DORA Webinar; Leading in Uncertain Times, Vibe-Coding Workflows, How Good Engineers Become Bad Leaders
Issue #50 Bytes
🌱 Dive into Learning-Rich Sundays with groCTO ⤵️
📺 Hows & Whats of DORA ft. Joan, EM at New Relic & Mario, Sr. EM at Contentsquare
In the latest session of ‘The Hows and Whats of DORA’ webinar, metrics expert Mario Viktorov Mechoulam, Senior Engineering Manager at Contentsquare, and Joan Díaz Capell, Engineering Manager at New Relic, shared their expertise on engineering metrics and their real-world application in different teams.
The session emphasized the importance of aligning engineering metrics with business goals and product success, avoiding vanity metrics, and leveraging data to improve collaboration and team well-being. Interested to learn more?
Check out the full webinar👇
Article of the Week ⭐
“A common mistake leaders make—one I've made myself—is jumping straight into solution mode. But during uncertain times, people often don't want you to fix their problems; they want to feel heard.”
6 Critical Principles for Leading in Uncertain Times
Ethan Evans and Jason Yoong from LevelUp interviewed Omar Halabieh for you with regards to his routine and secrets that made him successful as one of Amazon’s Directors.

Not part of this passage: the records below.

#[cfg(test)]
mod tests {
    use super::*;
    use crate::models::exam::ExamType;
    use crate::seating::{RoomUsage, SeatAssignment};
    use chrono::TimeZone;

    fn new_exam() -> NewExam {
        NewExam {
            course_id: 10,
            title: "Algorithms Midterm".to_string(),
            exam_type: ExamType::Midterm,
            start_time: Utc.with_ymd_and_hms(2025, 7, 1, 9, 0, 0).unwrap(),
            end_time: Utc.with_ymd_and_hms(2025, 7, 1, 12, 0, 0).unwrap(),
            duration_minutes: 180,
            total_marks: 100,
            passing_marks: 50,
            question_paper_set_count: 2,
            created_by: 1,
        }
    }

    /// One exam with student 101 enrolled and seated in a fresh room.
    async fn seated_exam(store: &MemoryExamStore) -> i64 {
        let exam = store.create_exam(1, new_exam()).await.unwrap();
        let (enrollment, _) = store.enroll_student(1, exam.id, 101).await.unwrap();
        let room = store
            .create_room(
                1,
                NewRoom {
                    name: "Hall A".to_string(),
                    capacity: 10,
                    is_active: true,
                },
            )
            .await
            .unwrap();
        let plan = AllocationPlan {
            assignments: vec![SeatAssignment {
                enrollment_id: enrollment.id,
                student_id: 101,
                room_id: room.id,
                seat_number: "R1-001".to_string(),
                question_paper_set: 0,
            }],
            rooms_used: vec![RoomUsage {
                room_id: room.id,
                room_name: room.name.clone(),
                capacity: room.capacity,
                seats_filled: 1,
            }],
        };
        store
            .apply_allocation(1, exam.id, &plan, exam.start_time, exam.end_time)
            .await
            .unwrap();
        exam.id
    }

    #[tokio::test]
    async fn enrolling_into_a_cancelled_exam_is_refused_at_the_store() {
        let store = MemoryExamStore::new();
        let exam = store.create_exam(1, new_exam()).await.unwrap();
        store
            .transition_exam(1, exam.id, ExamStatus::Cancelled)
            .await
            .unwrap();

        let err = store.enroll_student(1, exam.id, 101).await.unwrap_err();
        assert!(matches!(err, AppError::Conflict(_)));
        // The cancelled exam ends with zero live enrollments.
        assert!(store.list_enrollments(1, exam.id).await.unwrap().is_empty());
    }

    #[tokio::test]
    async fn enrollment_closes_at_the_store_once_the_exam_is_ongoing() {
        let store = MemoryExamStore::new();
        let exam = store.create_exam(1, new_exam()).await.unwrap();
        store
            .transition_exam(1, exam.id, ExamStatus::Ongoing)
            .await
            .unwrap();

        let err = store.enroll_student(1, exam.id, 101).await.unwrap_err();
        assert!(matches!(err, AppError::Conflict(_)));
    }

    #[tokio::test]
    async fn schedule_edits_are_refused_at_the_store_while_students_are_seated() {
        let store = MemoryExamStore::new();
        let exam_id = seated_exam(&store).await;

        let mut moved = store.get_exam(1, exam_id).await.unwrap();
        moved.start_time += chrono::Duration::hours(1);
        moved.end_time += chrono::Duration::hours(1);
        let err = store.update_exam(1, &moved).await.unwrap_err();
        assert!(matches!(err, AppError::Conflict(_)));

        // Edits that leave the seating inputs alone still go through.
        let mut retitled = store.get_exam(1, exam_id).await.unwrap();
        retitled.title = "Algorithms Midterm (hall B wing)".to_string();
        assert!(store.update_exam(1, &retitled).await.is_ok());
    }
}
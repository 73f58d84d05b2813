// src/models/revaluation.rs

use chrono::{DateTime, Utc};
use serde::{Deserialize, Serialize};
use std::fmt;
use std::str::FromStr;
use validator::Validate;

/// Revaluation request states. `approved` and `rejected` are terminal;
/// resolution uses an optimistic status guard at write time.
#[derive(Debug, Clone, Copy, PartialEq, Eq, Serialize, Deserialize)]
#[serde(rename_all = "lowercase")]
pub enum RevaluationStatus {
    Pending,
    Approved,
    Rejected,
}

impl RevaluationStatus {
    pub fn as_str(&self) -> &'static str {
        match self {
            RevaluationStatus::Pending => "pending",
            RevaluationStatus::Approved => "approved",
            RevaluationStatus::Rejected => "rejected",
        }
    }
}

impl fmt::Display for RevaluationStatus {
    fn fmt(&self, f: &mut fmt::Formatter<'_>) -> fmt::Result {
        f.write_str(self.as_str())
    }
}

impl FromStr for RevaluationStatus {
    type Err = String;

    fn from_str(s: &str) -> Result<Self, Self::Err> {
        match s {
            "pending" => Ok(RevaluationStatus::Pending),
            "approved" => Ok(RevaluationStatus::Approved),
            "rejected" => Ok(RevaluationStatus::Rejected),
            other => Err(format!("unknown revaluation status '{}'", other)),
        }
    }
}

/// Represents the 'revaluation_requests' table in the database.
/// References its exam result but does not own it.
#[derive(Debug, Clone, Serialize, Deserialize)]
pub struct RevaluationRequest {
    pub id: i64,
    pub exam_result_id: i64,
    pub exam_id: i64,
    pub student_id: i64,
    pub college_id: i64,
    pub reason: String,

    /// Marks at the time the request was filed.
    pub previous_marks: i32,

    /// Set on approval; null while pending or when rejected.
    pub revised_marks: Option<i32>,

    pub status: RevaluationStatus,
    pub requested_at: Option<DateTime<Utc>>,
    pub resolved_by: Option<i64>,
    pub resolved_at: Option<DateTime<Utc>>,
    pub comments: Option<String>,
}

/// DTO for filing a revaluation request.
#[derive(Debug, Deserialize, Validate)]
pub struct CreateRevaluationRequest {
    pub exam_result_id: i64,

    #[validate(length(min = 1, max = 2000))]
    pub reason: String,
}

/// DTO for approving a request. The marks ceiling is the exam's total marks
/// and is checked in the handler.
#[derive(Debug, Deserialize, Validate)]
pub struct ApproveRevaluationRequest {
    #[validate(range(min = 0))]
    pub revised_marks: i32,

    #[validate(length(max = 2000))]
    pub comments: Option<String>,
}

/// DTO for rejecting a request.
#[derive(Debug, Deserialize, Validate)]
pub struct RejectRevaluationRequest {
    #[validate(length(min = 1, max = 2000))]
    pub comments: String,
}

/// Resolution outcome carried into the store layer.
#[derive(Debug, Clone)]
pub enum RevaluationDecision {
    Approve {
        revised_marks: i32,
        comments: Option<String>,
    },
    Reject {
        comments: String,
    },
}

/// Query-string filters for listing revaluation requests.
#[derive(Debug, Default, Deserialize)]
pub struct RevaluationListParams {
    pub status: Option<RevaluationStatus>,
    pub exam_id: Option<i64>,
    pub student_id: Option<i64>,
}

Traditional leadership often centers on control, hierarchy, and certainty but that model is breaking down in today’s work environments. The real challenge now is creating clarity and trust in the face of uncertainty. Strong leadership looks more like facilitation than command. It means listening more, giving people room to own their work, and building a culture where feedback flows in every direction, not just top-down.
Leaders need to get comfortable with ambiguity. The pace of change means you won’t always have the full picture or the perfect plan. Teams don’t expect perfection, but they do expect honesty, adaptability, and someone who can help make sense of the noise.
1. Listen Actively (Really Listen)
Good leadership starts with listening closely and often. Teams need space to share their challenges, ideas, and concerns. Leaders should set up regular feedback opportunities like surveys, skip-level meetings, and informal chats. It’s also important to:
Act on feedback quickly where possible.
Explain decisions clearly if changes aren’t made.
Thank team members for being honest.
2. Communicate Transparently (Again and Again)
Teams rely on clear and regular updates to feel secure. Leaders should explain what is happening, what is still uncertain, and what comes next. Repeating key messages in different ways helps everyone stay on the same page. Good communication reduces rumors and keeps teams focused.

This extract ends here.